▶ _About this task_: Write out all of the data without omission, exactly as shown.

▶ _Given data_:
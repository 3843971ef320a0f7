//! Strategies discovering the allowed content collections once the junction
//! is known. The first non-empty answer is kept.

use super::{Partial, Snapshot, Source, Strategy};

pub const STRATEGIES: &[Strategy] = &[
    Strategy {
        name: "field_metadata",
        needs: &[],
        apply: field_metadata,
    },
    Strategy {
        name: "touching_relations",
        needs: &[Source::Relations],
        apply: touching_relations,
    },
    Strategy {
        name: "item_relation",
        needs: &[Source::JunctionRelations],
        apply: item_relation,
    },
    Strategy {
        name: "collection_choices",
        needs: &[Source::JunctionFields],
        apply: collection_choices,
    },
];

fn field_metadata(snapshot: &Snapshot) -> Option<Partial> {
    let meta = snapshot.field_info.meta.as_ref()?;
    Partial::allowed(&meta.one_allowed_collections)
}

fn touching_relations(snapshot: &Snapshot) -> Option<Partial> {
    snapshot
        .relations()
        .iter()
        .find_map(|relation| Partial::allowed(relation.allowed_collections()))
}

/// The polymorphic relation on the junction's item column.
fn item_relation(snapshot: &Snapshot) -> Option<Partial> {
    let junction = snapshot.junction()?;
    let columns = junction.columns.as_ref()?;

    junction
        .relations()
        .iter()
        .filter(|r| r.collection == junction.collection && r.field == columns.item_field)
        .find_map(|r| Partial::allowed(r.allowed_collections()))
}

/// Choices declared on the junction's collection column.
fn collection_choices(snapshot: &Snapshot) -> Option<Partial> {
    let junction = snapshot.junction()?;
    let columns = junction.columns.as_ref()?;
    let field = junction.field(&columns.collection_field)?;

    Partial::allowed(&field.choices())
}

▶ _Response for this exercise_:
repository 3843971ef320a0f7
//! Strategies discovering the allowed content collections once the junction
//! is known. The first non-empty answer is kept.

use super::{Partial, Snapshot, Source, Strategy};

pub const STRATEGIES: &[Strategy] = &[
    Strategy {
        name: "field_metadata",
        needs: &[],
        apply: field_metadata,
    },
    Strategy {
        name: "touching_relations",
        needs: &[Source::Relations],
        apply: touching_relations,
    },
    Strategy {
        name: "item_relation",
        needs: &[Source::JunctionRelations],
        apply: item_relation,
    },
    Strategy {
        name: "collection_choices",
        needs: &[Source::JunctionFields],
        apply: collection_choices,
    },
];

fn field_metadata(snapshot: &Snapshot) -> Option<Partial> {
    let meta = snapshot.field_info.meta.as_ref()?;
    Partial::allowed(&meta.one_allowed_collections)
}

fn touching_relations(snapshot: &Snapshot) -> Option<Partial> {
    snapshot
        .relations()
        .iter()
        .find_map(|relation| Partial::allowed(relation.allowed_collections()))
}

/// The polymorphic relation on the junction's item column.
fn item_relation(snapshot: &Snapshot) -> Option<Partial> {
    let junction = snapshot.junction()?;
    let columns = junction.columns.as_ref()?;

    junction
        .relations()
        .iter()
        .filter(|r| r.collection == junction.collection && r.field == columns.item_field)
        .find_map(|r| Partial::allowed(r.allowed_collections()))
}

/// Choices declared on the junction's collection column.
fn collection_choices(snapshot: &Snapshot) -> Option<Partial> {
    let junction = snapshot.junction()?;
    let columns = junction.columns.as_ref()?;
    let field = junction.field(&columns.collection_field)?;

    Partial::allowed(&field.choices())
}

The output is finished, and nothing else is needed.